In 1957, Claude Berge proposes the following theorem:
A matching M in graph G is maximum iff there is no more augmenting path in G.

Discussion: In class, prove the correctness of Berge's theorem!
In practice, we can just use it verbatim.

4-5. Proof of Berge's Theorem

The proof claims if and only if, thus it has two parts:
the forwards direction and the backwards direction.

The forwards proof is easier:
M∈G is maximum → there is no augmenting path in G w.r.t M.

The backwards proof is a bit harder:
M∈G is maximum ← there is no augmenting path in G w.r.t M.

4-6. M∈G is max → there is no AP in G w.r.t M

Proof by contradiction:
Suppose M∈G is maximum but G still has an augmenting path w.r.t matching M.

Now, this augmenting path: fmf...fmf (which has odd length) can be flipped into another matching M' that drops the previously matched edges (the 'm's) and takes the other free edges (the 'f's) along the augmenting path. Thus, making |M'| = |M|+1.

This contradicts the statement that M is maximum matching.

So, if M∈G is maximum → there is no more augmenting path w.r.t matching M in G.

4-7. M∈G is max ← there is no AP in G w.r.t M

This part is usually challenging to be understood in one go. Please read carefully.

We use proof by contradiction again:
Suppose there is no augmenting path in G w.r.t M but M∈G is not maximum,
i.e., we have M' that is larger than M.

First, we take a symmetric difference of M' and M to produce a new graph G' that has the same vertices as G, but only edges that are involved in either M' or M (but not both).

Let's observe this new graph G'. Notice that G' will only consist of vertices with degree 0 (isolated vertices, we ignore them), degree 1 (endpoint of an augmenting path), or degree 2 (in the middle of augmenting path, a vertex that connects an edge in M and another edge in M').
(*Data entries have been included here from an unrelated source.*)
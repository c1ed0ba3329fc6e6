//! A synthetic authenticator for driving full ceremonies in tests: it
//! holds a real P-256 keypair and produces attestation ("none" format)
//! and assertion payloads exactly as a browser would deliver them.

use base64::{Engine as _, engine::general_purpose::URL_SAFE_NO_PAD};
use ciborium::value::Value as CborValue;
use ring::digest;
use ring::rand::{SecureRandom, SystemRandom};
use ring::signature::{ECDSA_P256_SHA256_ASN1_SIGNING, EcdsaKeyPair, KeyPair};

use super::{test_origin, test_rp_id};

pub fn b64(data: impl AsRef<[u8]>) -> String {
    URL_SAFE_NO_PAD.encode(data)
}

pub struct SyntheticAuthenticator {
    key_pair: EcdsaKeyPair,
    rng: SystemRandom,
    pub credential_id: Vec<u8>,
    origin: String,
    rp_id: String,
}

impl SyntheticAuthenticator {
    pub fn new() -> Self {
        let rng = SystemRandom::new();
        let pkcs8 = EcdsaKeyPair::generate_pkcs8(&ECDSA_P256_SHA256_ASN1_SIGNING, &rng)
            .expect("Failed to generate keypair");
        let key_pair = EcdsaKeyPair::from_pkcs8(&ECDSA_P256_SHA256_ASN1_SIGNING, pkcs8.as_ref(), &rng)
            .expect("Failed to load keypair");

        let mut credential_id = vec![0u8; 16];
        rng.fill(&mut credential_id).unwrap();

        Self {
            key_pair,
            rng,
            credential_id,
            origin: test_origin(),
            rp_id: test_rp_id(),
        }
    }

    pub fn credential_id_b64(&self) -> String {
        b64(&self.credential_id)
    }

    fn rp_id_hash(&self) -> Vec<u8> {
        digest::digest(&digest::SHA256, self.rp_id.as_bytes())
            .as_ref()
            .to_vec()
    }

    /// COSE EC2/ES256 encoding of the credential public key.
    fn cose_public_key(&self) -> Vec<u8> {
        let point = self.key_pair.public_key().as_ref();
        assert_eq!(point.len(), 65, "expected uncompressed SEC1 point");
        let x = point[1..33].to_vec();
        let y = point[33..65].to_vec();

        let map = CborValue::Map(vec![
            (CborValue::Integer(1.into()), CborValue::Integer(2.into())),
            (CborValue::Integer(3.into()), CborValue::Integer((-7).into())),
            (CborValue::Integer((-2).into()), CborValue::Bytes(x)),
            (CborValue::Integer((-3).into()), CborValue::Bytes(y)),
        ]);

        let mut bytes = Vec::new();
        ciborium::ser::into_writer(&map, &mut bytes).unwrap();
        bytes
    }

    fn client_data(&self, type_: &str, challenge: &str) -> Vec<u8> {
        serde_json::json!({
            "type": type_,
            "challenge": challenge,
            "origin": self.origin,
        })
        .to_string()
        .into_bytes()
    }

    /// Authenticator data with attested credential data, as produced
    /// during registration. Flags: UP | UV | AT.
    fn registration_auth_data(&self, counter: u32) -> Vec<u8> {
        let mut data = self.rp_id_hash();
        data.push(0x01 | 0x04 | 0x40);
        data.extend_from_slice(&counter.to_be_bytes());
        data.extend_from_slice(&[0u8; 16]); // AAGUID
        data.extend_from_slice(&(self.credential_id.len() as u16).to_be_bytes());
        data.extend_from_slice(&self.credential_id);
        data.extend_from_slice(&self.cose_public_key());
        data
    }

    /// Build a registration response for the given ceremony, with a
    /// "none"-format attestation object.
    pub fn registration_response(&self, ceremony_id: &str, challenge: &str) -> serde_json::Value {
        let client_data = self.client_data("webauthn.create", challenge);

        let attestation = CborValue::Map(vec![
            (
                CborValue::Text("fmt".to_string()),
                CborValue::Text("none".to_string()),
            ),
            (CborValue::Text("attStmt".to_string()), CborValue::Map(vec![])),
            (
                CborValue::Text("authData".to_string()),
                CborValue::Bytes(self.registration_auth_data(0)),
            ),
        ]);
        let mut attestation_bytes = Vec::new();
        ciborium::ser::into_writer(&attestation, &mut attestation_bytes).unwrap();

        serde_json::json!({
            "id": self.credential_id_b64(),
            "rawId": self.credential_id_b64(),
            "type": "public-key",
            "ceremonyId": ceremony_id,
            "deviceName": null,
            "response": {
                "clientDataJSON": b64(&client_data),
                "attestationObject": b64(&attestation_bytes),
                "transports": ["usb"],
            },
        })
    }

    /// Build an assertion response: a genuine signature over
    /// `authData || SHA-256(clientDataJSON)` with the credential key.
    pub fn assertion_response(
        &self,
        ceremony_id: &str,
        challenge: &str,
        counter: u32,
    ) -> serde_json::Value {
        let client_data = self.client_data("webauthn.get", challenge);

        let mut auth_data = self.rp_id_hash();
        auth_data.push(0x01 | 0x04); // UP | UV
        auth_data.extend_from_slice(&counter.to_be_bytes());

        let client_data_hash = digest::digest(&digest::SHA256, &client_data);
        let mut signed_data = auth_data.clone();
        signed_data.extend_from_slice(client_data_hash.as_ref());

        let signature = self
            .key_pair
            .sign(&self.rng, &signed_data)
            .expect("Failed to sign assertion");

        serde_json::json!({
            "id": self.credential_id_b64(),
            "rawId": self.credential_id_b64(),
            "ceremonyId": ceremony_id,
            "response": {
                "clientDataJSON": b64(&client_data),
                "authenticatorData": b64(&auth_data),
                "signature": b64(signature.as_ref()),
                "userHandle": null,
            },
        })
    }
}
Graph with degree not more than 2 can only consist of paths or cycles.

On cycles and paths, we have two sub-possibilities: odd-length or even-length.

We can have even-length path (as currently show in the background), but it also doesn't help with this proof (as it implies |M| = |M'|, i.e., M' is not larger than M).

4-8. Proof, Continued (1)

We can have even-length cycle (as currently shown in the background) but it doesn't help with this proof (as it implies |M| = |M'|, i.e., M' is not larger than M).
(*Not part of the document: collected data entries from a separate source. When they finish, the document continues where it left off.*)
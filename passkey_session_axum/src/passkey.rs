use axum::{
    Json,
    routing::{Router, delete, get, post},
};
use http::{HeaderMap, StatusCode};
use serde::Deserialize;
use serde_json::{Value, json};

use passkey_session::{
    AuthenticationOptions, AuthenticatorResponse, RegistrationOptions, RegistrationStartRequest,
    RegistrationVerifyRequest, delete_passkey_credential_core, handle_finish_authentication_core,
    handle_finish_registration_core, handle_start_authentication_core,
    handle_start_registration_core, list_credentials_core,
};

use crate::error::IntoResponseError;
use crate::session::AuthUser;

pub fn router() -> Router {
    Router::new()
        .route("/register/start", post(start_registration))
        .route("/register/verify", post(verify_registration))
        .route("/authenticate/start", post(start_authentication))
        .route("/authenticate/verify", post(verify_authentication))
        .route("/list", get(list_passkeys))
        .route("/delete", delete(delete_passkey))
}

async fn start_registration(
    Json(request): Json<RegistrationStartRequest>,
) -> Result<Json<RegistrationOptions>, (StatusCode, String)> {
    let options = handle_start_registration_core(request)
        .await
        .into_response_error()?;
    Ok(Json(options))
}

async fn verify_registration(
    Json(request): Json<RegistrationVerifyRequest>,
) -> Result<Json<Value>, (StatusCode, String)> {
    handle_finish_registration_core(request)
        .await
        .into_response_error()?;
    Ok(Json(json!({ "verified": true })))
}

async fn start_authentication() -> Result<Json<AuthenticationOptions>, (StatusCode, String)> {
    let options = handle_start_authentication_core(None)
        .await
        .into_response_error()?;
    Ok(Json(options))
}

/// Successful verification sets the session cookie alongside the body.
async fn verify_authentication(
    Json(response): Json<AuthenticatorResponse>,
) -> Result<(HeaderMap, Json<Value>), (StatusCode, String)> {
    let (user_id, _, headers) = handle_finish_authentication_core(response)
        .await
        .into_response_error()?;
    Ok((headers, Json(json!({ "verified": true, "userId": user_id }))))
}

async fn list_passkeys(user: AuthUser) -> Result<Json<Value>, (StatusCode, String)> {
    let passkeys = list_credentials_core(&user.user_id)
        .await
        .into_response_error()?;
    Ok(Json(json!({ "passkeys": passkeys })))
}

#[derive(Deserialize)]
#[serde(rename_all = "camelCase")]
struct DeletePasskeyRequest {
    passkey_id: String,
}

async fn delete_passkey(
    user: AuthUser,
    Json(request): Json<DeletePasskeyRequest>,
) -> Result<Json<Value>, (StatusCode, String)> {
    delete_passkey_credential_core(&user.user_id, &request.passkey_id)
        .await
        .into_response_error()?;
    Ok(Json(json!({ "success": true })))
}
We won't have odd-length cycle as the edges in G' only comes from M and M' (draw a triangle which is the smallest odd length cycle and convince yourself that after assigning one edge to M and another edge to M', we cannot assign the third edge of the triangle into either M or M' — same situation for any other longer odd-length cycles).

4-9. Proof, Continued (2)

Lastly, we can have odd-length path where the path starts and ends with edges from the 'larger' M' and edges in M are slightly inside, that fmf...fmf pattern. Now what is this? This is an augmenting path w.r.t. M. We earlier claimed that is no augmenting path in G w.r.t M, so again we arrive at a contradiction.

Overall conclusion: Berge's theorem is not only the core mechanism behind the Augmenting Path algorithm, but it also lays the groundwork for algorithms that will be discussed later on, like Kuhn-Munkres (Hungarian) and Edmonds' Matching.
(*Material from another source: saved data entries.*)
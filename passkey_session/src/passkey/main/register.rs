use chrono::Utc;
use ciborium::value::Value as CborValue;
use uuid::Uuid;

use super::attestation::{extract_public_key_coords, verify_attestation};
use super::challenge::{create_challenge, get_and_validate_challenge, remove_challenge};
use super::types::{
    AttestationObject, AuthenticatorData, AuthenticatorSelection, CredentialDescriptor,
    ParsedClientData, PubKeyCredParam, PublicKeyCredentialUserEntity, RegisterCredential,
    RegistrationOptions, RelyingParty,
};

use crate::passkey::config::{
    PASSKEY_ALLOW_CREDENTIAL_OVERWRITE, PASSKEY_ATTESTATION, PASSKEY_AUTHENTICATOR_ATTACHMENT,
    PASSKEY_REQUIRE_RESIDENT_KEY, PASSKEY_RESIDENT_KEY, PASSKEY_RP_ID, PASSKEY_RP_NAME,
    PASSKEY_TIMEOUT, PASSKEY_USER_VERIFICATION,
};
use crate::passkey::errors::PasskeyError;
use crate::passkey::storage::CredentialStore;
use crate::passkey::types::{ChallengeKind, CredentialSearchField, PasskeyCredential};

use crate::utils::{base64url_decode, base64url_encode};

/// Build creation options and persist the ceremony challenge.
///
/// The caller guarantees the identity fields are non-empty; the returned
/// options embed the challenge and the ceremony id the client must echo
/// back in its attestation response.
pub(crate) async fn start_registration(
    user_id: &str,
    email: &str,
    display_name: &str,
) -> Result<RegistrationOptions, PasskeyError> {
    // Exclude the user's existing credentials so an authenticator refuses
    // to create a second passkey for the same account.
    let exclude_credentials = CredentialStore::get_credentials_by(CredentialSearchField::UserId(
        user_id.to_string(),
    ))
    .await?
    .into_iter()
    .map(|credential| CredentialDescriptor {
        type_: "public-key".to_string(),
        id: credential.credential_id,
    })
    .collect();

    let (ceremony_id, challenge) =
        create_challenge(ChallengeKind::Registration, Some(user_id.to_string())).await?;

    let options = RegistrationOptions {
        challenge,
        rp_id: PASSKEY_RP_ID.to_string(),
        rp: RelyingParty {
            name: PASSKEY_RP_NAME.to_string(),
            id: PASSKEY_RP_ID.to_string(),
        },
        user: PublicKeyCredentialUserEntity {
            // The opaque user id doubles as the WebAuthn user handle, so a
            // discoverable credential's assertion binds back to the account.
            user_handle: user_id.to_string(),
            name: email.to_string(),
            display_name: display_name.to_string(),
        },
        pub_key_cred_params: vec![PubKeyCredParam {
            type_: "public-key".to_string(),
            alg: -7, // ES256, the only algorithm the verifier accepts
        }],
        authenticator_selection: AuthenticatorSelection {
            authenticator_attachment: PASSKEY_AUTHENTICATOR_ATTACHMENT.to_string(),
            resident_key: PASSKEY_RESIDENT_KEY.to_string(),
            require_resident_key: *PASSKEY_REQUIRE_RESIDENT_KEY,
            user_verification: PASSKEY_USER_VERIFICATION.to_string(),
        },
        exclude_credentials,
        timeout: (*PASSKEY_TIMEOUT) * 1000, // Convert seconds to milliseconds
        attestation: PASSKEY_ATTESTATION.to_string(),
        ceremony_id,
    };

    tracing::debug!("Registration options: {:?}", options);

    Ok(options)
}

/// Outcome of verifying an attestation response, before persistence.
struct VerifiedRegistration {
    credential_id: String,
    public_key: String,
    counter: u32,
    credential_device_type: String,
    credential_backed_up: bool,
}

/// Verify an attestation response and persist the resulting credential.
///
/// The ceremony is single-use in every outcome: whether verification
/// succeeds, fails, or the credential id conflicts, the challenge is
/// consumed and the client must restart from the issuer.
pub(crate) async fn finish_registration(
    user_id: &str,
    reg_data: &RegisterCredential,
) -> Result<PasskeyCredential, PasskeyError> {
    let stored =
        get_and_validate_challenge(ChallengeKind::Registration, &reg_data.ceremony_id).await?;

    let verified = match verify_attestation_response(user_id, reg_data, &stored) {
        Ok(verified) => verified,
        Err(e) => {
            consume_challenge(&reg_data.ceremony_id).await;
            return Err(e);
        }
    };

    let now = Utc::now();
    let credential = PasskeyCredential {
        id: Uuid::new_v4().to_string(),
        credential_id: verified.credential_id,
        user_id: user_id.to_string(),
        public_key: verified.public_key,
        counter: verified.counter,
        credential_device_type: verified.credential_device_type,
        credential_backed_up: verified.credential_backed_up,
        device_name: derive_device_name(reg_data),
        transports: reg_data.response.transports.clone().unwrap_or_default(),
        created_at: now,
        last_used_at: now,
    };

    if let Err(e) =
        CredentialStore::store_credential(&credential, *PASSKEY_ALLOW_CREDENTIAL_OVERWRITE).await
    {
        consume_challenge(&reg_data.ceremony_id).await;
        return Err(e);
    }

    remove_challenge(ChallengeKind::Registration, &reg_data.ceremony_id).await?;

    tracing::info!(
        "Registered credential {} for user {}",
        credential.id,
        user_id
    );

    Ok(credential)
}

/// Best-effort challenge removal on a failure path; the failure being
/// reported matters more than the cleanup error.
async fn consume_challenge(ceremony_id: &str) {
    if let Err(e) = remove_challenge(ChallengeKind::Registration, ceremony_id).await {
        tracing::warn!("Failed to remove consumed challenge {}: {}", ceremony_id, e);
    }
}

fn verify_attestation_response(
    user_id: &str,
    reg_data: &RegisterCredential,
    stored: &crate::passkey::types::StoredChallenge,
) -> Result<VerifiedRegistration, PasskeyError> {
    if reg_data.type_ != "public-key" {
        return Err(PasskeyError::Format(format!(
            "Invalid credential type: {}",
            reg_data.type_
        )));
    }

    // The ceremony was started for a specific account; a response from any
    // other account is a mismatch, not a retry.
    if stored.user_id.as_deref() != Some(user_id) {
        return Err(PasskeyError::Registration(
            "Ceremony does not belong to this user".to_string(),
        ));
    }

    let client_data = ParsedClientData::from_base64(&reg_data.response.client_data_json)?;
    client_data.verify("webauthn.create", &stored.challenge)?;

    let attestation = parse_attestation_object(&reg_data.response.attestation_object)?;
    verify_attestation(&attestation, &client_data.raw_data)?;

    let auth_data = AuthenticatorData::from_bytes(attestation.auth_data.clone())?;
    auth_data.verify()?;

    if !auth_data.has_attested_credential_data() {
        return Err(PasskeyError::AuthenticatorData(
            "No attested credential data present".to_string(),
        ));
    }

    let (credential_id_bytes, credential_public_key) =
        parse_attested_credential_data(&attestation.auth_data)?;

    let credential_id = base64url_encode(credential_id_bytes);
    let reported_id = base64url_decode(&reg_data.raw_id)
        .map(|bytes| base64url_encode(bytes))
        .unwrap_or_else(|_| reg_data.raw_id.clone());
    if credential_id != reported_id {
        return Err(PasskeyError::Registration(
            "Credential id does not match attested credential data".to_string(),
        ));
    }

    let public_key = extract_credential_public_key(credential_public_key)?;

    Ok(VerifiedRegistration {
        credential_id,
        public_key,
        counter: auth_data.counter,
        credential_device_type: auth_data.device_type().to_string(),
        credential_backed_up: auth_data.is_backed_up(),
    })
}

fn parse_attestation_object(attestation_base64: &str) -> Result<AttestationObject, PasskeyError> {
    let attestation_bytes = base64url_decode(attestation_base64)
        .map_err(|e| PasskeyError::Format(format!("Failed to decode attestation object: {e}")))?;

    let attestation_cbor: CborValue = ciborium::de::from_reader(&attestation_bytes[..])
        .map_err(|e| PasskeyError::Format(format!("Invalid CBOR data: {e}")))?;

    let CborValue::Map(map) = attestation_cbor else {
        return Err(PasskeyError::Format(
            "Invalid attestation format".to_string(),
        ));
    };

    let mut fmt = None;
    let mut auth_data = None;
    let mut att_stmt = None;

    for (key, value) in map {
        if let CborValue::Text(k) = key {
            match (k.as_str(), value) {
                ("fmt", CborValue::Text(f)) => fmt = Some(f),
                ("authData", CborValue::Bytes(data)) => auth_data = Some(data),
                ("attStmt", CborValue::Map(stmt)) => att_stmt = Some(stmt),
                _ => {}
            }
        }
    }

    match (fmt, auth_data, att_stmt) {
        (Some(fmt), Some(auth_data), Some(att_stmt)) => Ok(AttestationObject {
            fmt,
            auth_data,
            att_stmt,
        }),
        _ => Err(PasskeyError::Format(
            "Missing required attestation data".to_string(),
        )),
    }
}

/// Split attested credential data into the credential id and the COSE key
/// region that follows it.
///
/// Layout after the 37-byte authenticator data header:
/// AAGUID (16) + credential id length (2, big-endian) + credential id +
/// credential public key (COSE).
fn parse_attested_credential_data(auth_data: &[u8]) -> Result<(&[u8], &[u8]), PasskeyError> {
    let mut pos = 37;

    if auth_data.len() < pos + 18 {
        return Err(PasskeyError::Format(
            "Authenticator data too short".to_string(),
        ));
    }

    pos += 16; // AAGUID

    let cred_id_len = ((auth_data[pos] as usize) << 8) | (auth_data[pos + 1] as usize);
    pos += 2;

    if cred_id_len == 0 || cred_id_len > 1024 {
        return Err(PasskeyError::Format(
            "Invalid credential ID length".to_string(),
        ));
    }

    if auth_data.len() < pos + cred_id_len {
        return Err(PasskeyError::Format(
            "Authenticator data too short for credential ID".to_string(),
        ));
    }

    let credential_id = &auth_data[pos..pos + cred_id_len];
    pos += cred_id_len;

    if auth_data.len() <= pos {
        return Err(PasskeyError::Format(
            "Authenticator data too short for public key".to_string(),
        ));
    }

    Ok((credential_id, &auth_data[pos..]))
}

/// Decode the COSE key and re-encode it as an uncompressed SEC1 point.
fn extract_credential_public_key(credential_data: &[u8]) -> Result<String, PasskeyError> {
    let public_key_cbor: CborValue = ciborium::de::from_reader(credential_data)
        .map_err(|e| PasskeyError::Format(format!("Invalid public key CBOR: {e}")))?;

    let (x_coord, y_coord) = extract_public_key_coords(&public_key_cbor)?;

    let mut public_key = Vec::with_capacity(65);
    public_key.push(0x04); // Uncompressed point format
    public_key.extend_from_slice(&x_coord);
    public_key.extend_from_slice(&y_coord);

    Ok(base64url_encode(public_key))
}

fn derive_device_name(reg_data: &RegisterCredential) -> String {
    if let Some(name) = reg_data
        .device_name
        .as_deref()
        .map(str::trim)
        .filter(|name| !name.is_empty())
    {
        return name.to_string();
    }

    let transports = reg_data.response.transports.as_deref().unwrap_or(&[]);
    if transports.iter().any(|t| t == "internal") {
        "Platform authenticator".to_string()
    } else if transports
        .iter()
        .any(|t| t == "usb" || t == "nfc" || t == "ble")
    {
        "Security key".to_string()
    } else {
        "Passkey".to_string()
    }
}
4-10. O(V×E) Augmenting Path Algorithm

Recall: Berge's theorem states:
A matching M in graph G is maximum iff there is no more augmenting path in G.

The Augmenting Path Algorithm (on Bipartite Graph) is a simple O(V*(V+E)) = O(V² + V×E) = O(V×E) implementation (a modification of DFS) of that theorem: Find and then eliminate augmenting paths in Bipartite Graph G.

Click Augmenting Path Algorithm Demo to visualize this algorithm on a special test case called X̄ (X-bar).

Basically, this Augmenting Path Algorithm scans through all vertices on the left set (that were initially free vertices) one by one. Suppose L on the left set is a free vertex, this algorithm will recursively (via modification of DFS) go to a vertex R on the right set:

If R is another free vertex, we have found one augmenting path (e.g., Augmenting Path 0-2 initially), and
If R is already matched (this information is stored at match[R]), we immediately return to the left set and recurse (e.g, path 1-2-immediately return to 0-then 0-3, to find the second Augmenting Path 1-2-0-3)

4-11. Example C++ Code - Part 1

vi match, vis;           // global variables

int Aug(int L) {         // similar with DFS algorithm
  if (vis[L]) return 0;  // L visited, return 0
  vis[L] = 1;
  for (auto& R : AL[L])
    if ((match[R] == -1) || Aug(match[R])) { // the key part
      match[R] = L;      // flip status
      return 1;          // found 1 matching
    }
  return 0;              // Augmenting Path is not found
}

4-12. Example C++ Code - Part 2

// in int main(), build the bipartite graph
// use directed edges from left set (of size VLeft) to right set
  int MCBM = 0;
  match.assign(V, -1);
  for (int L = 0; L < VLeft; ++L) { // try all left vertices
    vis.assign(VLeft, 0);
    MCBM += Aug(L);      // find augmenting path starting from L
  }
  printf("Found %d matchings\n", MCBM);

Please see the full implementation at Competitive Programming book repository: mcbm.cpp | py | java | ml.

4-13. An Extreme Test Case

If we are given a Complete Bipartite Graph K_N/2,N/2, i.e.,
V = N/2+N/2 = N and E = N/2×N/2 = N²/4 ≈ N², then
the Augmenting Path Algorithm discussed earlier (that process neighbouring vertices in increasing vertex number) will run in O(V×E) = O(N×N²) = O(N³).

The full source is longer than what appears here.